In medicine, desensitization is a method to reduce or eliminate an organism's negative reaction to a substance or stimulus.
Application to allergies
For example, if a person with diabetes mellitus has a bad allergic reaction to taking a full dose of beef insulin, the person is given a very small amount of the insulin at first, so small that the person has no adverse reaction or very limited symptoms as a result. Over a period of time, larger doses are given until the person is taking the full dose. This is one way to help the body get used to the full dose, and to avoid having the allergic reaction to beef-origin insulin.
At the cellular level, administration of small doses of toxin produces an IgG response which eventually overrides the hypersensitive IgE response. A different mechanism is responsible for desensitization to antibiotics, which is performed over a shorter time course than desensitization to other allergies. In this form of desensitization, the patient is slowly exposed to a level of antibiotic that produces low-grade anaphylaxis. At the end of the procedure, the patient's mast cells have depleted their granular contents, and the patient cannot undergo any allergic response until these cells restore these contents.

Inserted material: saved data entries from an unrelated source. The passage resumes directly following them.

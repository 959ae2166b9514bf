pub mod group;
pub mod iso;
pub mod partition;
pub mod perm;
pub mod young;
pub mod young_group;
mod utils;

pub use group::{GeneratedGroup, PermutationGroup};
pub use iso::{
    find_iso, find_iso_by_brute_force, find_iso_by_element_orders, find_iso_by_name, is_iso,
    is_iso_possible, IsoMethod, IsoSearchError, Isomorphism,
};
pub use partition::{generate_partitions, is_valid_partition, Partition, PartitionError};
pub use perm::{GroupError, Perm};
pub use young::YoungTableau;
pub use young_group::{build_generators, expected_order, young_group, YoungGroupConfig};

- oral immunotherapy, which involves building up tolerance by eating a small amount of (usually baked) food;
- sublingual immunotherapy, which involves placing a small drop of milk or egg white under the tongue;
- epicutaneous immunotherapy, which injects the allergic food under the skin;
- monoclonal anti-IgE antibodies, which non-specifically reduce the body's capacity to produce an allergic reaction; and
- a Chinese herbal formulation, FAHF-2, another non-specific approach currently being studied in peanut allergy;
- use of probiotics;
- helminthic therapy;
- a drug to suppress Toll-like receptor 9 (TLR9); and
- mepolizumab to treat eosinophilic esophagitis.